3. Kalau sekedar mencari kaya, menimbun aset, gampang saja. Tinggal dinaikkan saja iuran bulanan di Gontor. Santri di Gontor ditarik kurang dari 800 rb rupiah per bulan, sudah termasuk uang makan tiga kali sehari untuk sebulan penuh, sudah termasuk uang asrama dan SPP sekolah. Sekolah SD swasta di Surabaya, ndak dapat makan, cuman setengah hari SPP nya lebih dari sejuta sebulan, dan itu sudah termasuk murah. Saya pernah membahas ini dalam status. akan saya sertakan link nya di kolom komentar.
4. Karena Gontor diwakafkan kepada umat, maka anak kiai/pengasuh tidak serta merta bisa menggantikan bapaknya. Pimpinan/Pengasuh/Kiai Gontor dipilih oleh anggota Badan Wakaf, yang mewakili umat islam sebagai penerima wakaf, terdiri dari para alumni tokoh masyarakat. Pimpinan sejumlah 3 orang dan dipilih 5 tahun sekali. Lagi-lagi, Gontor semakin besar tidak berarti keluarga pendiri dan anak turunnya akan bertambah sejahtera ataupun berhak atas kekuasaan yang lebih besar.
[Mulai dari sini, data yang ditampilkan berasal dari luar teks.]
use crate::error::{Error, Result};
use crate::jsonld::{is_absolute, parse_prefix, ContextLoader};
use serde_json::{Map, Value as JsonValue};
use std::collections::HashMap;

/// Remote contexts may reference further contexts; stop after this many hops
const MAX_CONTEXT_DEPTH: usize = 8;
const MAX_TERM_DEPTH: usize = 16;

/// A resolved JSON-LD node with expanded names
#[derive(Debug, Clone, Default, PartialEq)]
pub struct Node {
    pub id: Option<String>,
    pub types: Vec<String>,
    pub properties: Vec<(String, Vec<NodeValue>)>,
}

#[derive(Debug, Clone, PartialEq)]
pub enum NodeValue {
    Node(Node),
    Literal {
        value: String,
        language: Option<String>,
        datatype: Option<String>,
    },
}

#[derive(Debug, Clone, Default)]
struct TermDefinition {
    id: Option<String>,
    type_id: bool,
    language: Option<Option<String>>,
}

#[derive(Debug, Clone, Default)]
struct ActiveContext {
    vocab: Option<String>,
    base: Option<String>,
    language: Option<String>,
    terms: HashMap<String, TermDefinition>,
}

impl ActiveContext {
    /// Expand a term, compact IRI or relative name to a full IRI.
    ///
    /// Names that cannot be expanded are returned unchanged.
    fn expand(&self, value: &str, vocab: bool) -> String {
        self.expand_at(value, vocab, 0)
    }

    fn expand_at(&self, value: &str, vocab: bool, depth: usize) -> String {
        if value.starts_with('@') || value.starts_with("_:") || depth > MAX_TERM_DEPTH {
            return value.to_string();
        }

        if vocab {
            if let Some(id) = self.terms.get(value).and_then(|t| t.id.as_deref()) {
                if id != value {
                    return self.expand_at(id, true, depth + 1);
                }
            }
        }

        if let Some((prefix, suffix)) = parse_prefix(value) {
            if let Some(id) = self.terms.get(prefix).and_then(|t| t.id.as_deref()) {
                if id != prefix {
                    return format!("{}{}", self.expand_at(id, true, depth + 1), suffix);
                }
            }
        }

        if is_absolute(value) {
            return value.to_string();
        }

        match (vocab, &self.vocab, &self.base) {
            (true, Some(v), _) => format!("{}{}", v, value),
            (false, _, Some(base)) => url::Url::parse(base)
                .and_then(|b| b.join(value))
                .map(|u| u.to_string())
                .unwrap_or_else(|_| value.to_string()),
            _ => value.to_string(),
        }
    }

    fn term(&self, key: &str) -> Option<&TermDefinition> {
        self.terms.get(key)
    }
}

/// Resolves JSON-LD documents into node trees.
///
/// This is not a conforming JSON-LD processor: terms that cannot be expanded
/// are kept as written instead of being dropped, and nested nodes stay nested
/// instead of being flattened into a node map.
pub struct GraphResolver<'a> {
    loader: &'a mut dyn ContextLoader,
    blank_nodes: usize,
}

impl<'a> GraphResolver<'a> {
    pub fn new(loader: &'a mut dyn ContextLoader) -> Self {
        Self {
            loader,
            blank_nodes: 0,
        }
    }

    /// Resolve one root object. A root with `@graph` yields its members,
    /// otherwise the root itself is the only node.
    pub fn resolve(&mut self, root: &JsonValue) -> Result<Vec<Node>> {
        let obj = root.as_object().ok_or_else(|| Error::Json {
            message: "JSON-LD root must be an object".to_string(),
        })?;

        let ctx = match obj.get("@context") {
            Some(context) => self.process_context(ActiveContext::default(), context, 0)?,
            None => ActiveContext::default(),
        };

        let graph = obj
            .iter()
            .find(|(k, _)| ctx.expand(k, true) == "@graph")
            .map(|(_, v)| v);

        match graph {
            Some(members) => {
                let members = members.as_array().map(Vec::as_slice).unwrap_or(std::slice::from_ref(members));
                let mut nodes = Vec::with_capacity(members.len());
                for member in members {
                    if let JsonValue::Object(member) = member {
                        nodes.push(self.node(&ctx, member)?);
                    }
                }
                Ok(nodes)
            }
            None => Ok(vec![self.node(&ctx, obj)?]),
        }
    }

    fn process_context(
        &mut self,
        mut ctx: ActiveContext,
        context: &JsonValue,
        depth: usize,
    ) -> Result<ActiveContext> {
        match context {
            JsonValue::Null => Ok(ActiveContext::default()),
            JsonValue::String(url) => {
                if depth >= MAX_CONTEXT_DEPTH {
                    return Err(Error::ContextLoad {
                        url: url.clone(),
                        message: "too many nested remote contexts".to_string(),
                    });
                }
                let document = self.loader.load(url)?;
                let inner = document.get("@context").unwrap_or(&document).clone();
                self.process_context(ctx, &inner, depth + 1)
            }
            JsonValue::Array(contexts) => {
                for context in contexts {
                    ctx = self.process_context(ctx, context, depth)?;
                }
                Ok(ctx)
            }
            JsonValue::Object(table) => {
                self.loader.observe_inline(context);
                define_terms(&mut ctx, table);
                Ok(ctx)
            }
            _ => Err(Error::Json {
                message: format!("invalid @context value: {}", context),
            }),
        }
    }

    fn node(&mut self, ctx: &ActiveContext, obj: &Map<String, JsonValue>) -> Result<Node> {
        let local;
        let ctx = match obj.get("@context") {
            Some(context) => {
                local = self.process_context(ctx.clone(), context, 0)?;
                &local
            }
            None => ctx,
        };

        let mut node = Node::default();
        for (key, value) in obj {
            if key == "@context" {
                continue;
            }
            let expanded = ctx.expand(key, true);
            match expanded.as_str() {
                "@id" => node.id = value.as_str().map(|id| ctx.expand(id, false)),
                "@type" => {
                    let types = value.as_array().map(Vec::as_slice).unwrap_or(std::slice::from_ref(value));
                    node.types.extend(
                        types
                            .iter()
                            .filter_map(JsonValue::as_str)
                            .map(|t| ctx.expand(t, true)),
                    );
                }
                k if k.starts_with('@') => {}
                _ => {
                    let values = self.values(ctx, ctx.term(key), value)?;
                    if values.is_empty() {
                        continue;
                    }
                    match node.properties.iter_mut().find(|(name, _)| *name == expanded) {
                        Some((_, existing)) => existing.extend(values),
                        None => node.properties.push((expanded, values)),
                    }
                }
            }
        }
        Ok(node)
    }

    fn values(
        &mut self,
        ctx: &ActiveContext,
        term: Option<&TermDefinition>,
        value: &JsonValue,
    ) -> Result<Vec<NodeValue>> {
        let mut out = Vec::new();
        self.collect_values(ctx, term, value, &mut out)?;
        Ok(out)
    }

    fn collect_values(
        &mut self,
        ctx: &ActiveContext,
        term: Option<&TermDefinition>,
        value: &JsonValue,
        out: &mut Vec<NodeValue>,
    ) -> Result<()> {
        match value {
            JsonValue::Null => {}
            JsonValue::Array(members) => {
                for member in members {
                    self.collect_values(ctx, term, member, out)?;
                }
            }
            JsonValue::String(s) if term.is_some_and(|t| t.type_id) => {
                out.push(NodeValue::Node(Node {
                    id: Some(ctx.expand(s, false)),
                    ..Default::default()
                }));
            }
            JsonValue::String(s) => {
                let language = match term.and_then(|t| t.language.clone()) {
                    Some(language) => language,
                    None => ctx.language.clone(),
                };
                out.push(NodeValue::Literal {
                    value: s.clone(),
                    language,
                    datatype: None,
                });
            }
            JsonValue::Number(_) | JsonValue::Bool(_) => out.push(NodeValue::Literal {
                value: value.to_string(),
                language: None,
                datatype: None,
            }),
            JsonValue::Object(obj) => {
                let keyword = |name: &str| {
                    obj.iter()
                        .find(|(k, _)| ctx.expand(k, true) == name)
                        .map(|(_, v)| v)
                };

                if let Some(literal) = keyword("@value") {
                    let value = match literal {
                        JsonValue::String(s) => s.clone(),
                        JsonValue::Null => return Ok(()),
                        other => other.to_string(),
                    };
                    out.push(NodeValue::Literal {
                        value,
                        language: keyword("@language").and_then(JsonValue::as_str).map(String::from),
                        datatype: keyword("@type")
                            .and_then(JsonValue::as_str)
                            .map(|t| ctx.expand(t, true)),
                    });
                } else if let Some(members) = keyword("@list").or_else(|| keyword("@set")) {
                    self.collect_values(ctx, term, members, out)?;
                } else {
                    let mut node = self.node(ctx, obj)?;
                    if node.id.is_none() {
                        node.id = Some(self.blank_node());
                    }
                    out.push(NodeValue::Node(node));
                }
            }
        }
        Ok(())
    }

    fn blank_node(&mut self) -> String {
        let label = format!("_:b{}", self.blank_nodes);
        self.blank_nodes += 1;
        label
    }
}

fn define_terms(ctx: &mut ActiveContext, table: &Map<String, JsonValue>) {
    for (key, definition) in table {
        match key.as_str() {
            "@vocab" => ctx.vocab = definition.as_str().map(String::from),
            "@base" => ctx.base = definition.as_str().map(String::from),
            "@language" => ctx.language = definition.as_str().map(String::from),
            k if k.starts_with('@') => {}
            _ => {
                let term = match definition {
                    JsonValue::Null => {
                        ctx.terms.remove(key);
                        continue;
                    }
                    JsonValue::String(id) => TermDefinition {
                        id: Some(id.clone()),
                        ..Default::default()
                    },
                    JsonValue::Object(obj) => TermDefinition {
                        id: obj.get("@id").and_then(JsonValue::as_str).map(String::from),
                        type_id: matches!(
                            obj.get("@type").and_then(JsonValue::as_str),
                            Some("@id") | Some("@vocab")
                        ),
                        language: obj
                            .get("@language")
                            .map(|l| l.as_str().map(String::from)),
                    },
                    _ => continue,
                };
                ctx.terms.insert(key.clone(), term);
            }
        }
    }
}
5. Gontor tambah besar, bukan berarti kiai/pengasuh tambah terkenal. Saya yakin, masyarakat umum di Indonesia lebih dari 50% tahu Gontor. Tapi saya yakin kurang dari 1% yang tahu siapa tiga orang pimpinan Gontor. Kenapa? karena para pimpinan fokus mengasuh santri, mendekap pesantren. Tidak tergoda untuk menjadi terkenal. Tidak butuh menjadi terkenal. Siapa yang tahu KH Akrim Ma'riyat? guru reading saya di KMI, yang sekarang jadi pengasuh PMD Gontor? none of netizen yang berkomentar negatif tentang Gontor itu saya yakin. Karena beliau tawadhu', karena beliau sedemikian sederhana dalam hidup, sedemikian wara'. Padahal beliau adalah orator ulung, dakwahnya sedemikian menyejukkan, penuh dengan humor tapi selalu berbobot. Kalau sekedar menjadi dai di televisi atau punya channel youtube pribadi, pasti bisa dan akan tenar. Tapi beliau memilih asyik mendekap, mengasuh dan membimbing santri-santri. Keliling di hari-hari ujian seperti sekarang ini, ke tiap asrama untuk sekedar mengajarkan "hadza kitabun" kepada santri tahun pertama yang esoknya harus mengahadapi lima penguji ujian lisan. Beliau lulusan Manchester University tahun 1977, saat belajar ke Eropa adalah hal yang sangat sulit digapai. Tentu bisa menjadi dosen di perguruan tinggi terkenal. Tapi memilih mengajar reading anak setara SMP/SMU. Kalau bukan karena keikhlasannya, saya tidak tahu lagi karena apa. Saya belum menyebutkan dan tidak perlu menyebutkan dua pimpinan/pengasuh lainnya.
6. Kalau saya menulis deretan nama alumni di bawah ini, pasti banyak yang kenal, banyak yang tahu. Bahwa mereka alumni Gontor, mungkin juga banyak yang tahu. Tapi siapa guru mereka, siapa kiai yang menginspirasi hidup mereka, saya yakin ndak banyak yang tahu. Kenapa? karena guru mereka berjiwa guru, dan tidak mengejar ketenaran, tidak mengejar kesejahteraan duniawi. Itu pasti.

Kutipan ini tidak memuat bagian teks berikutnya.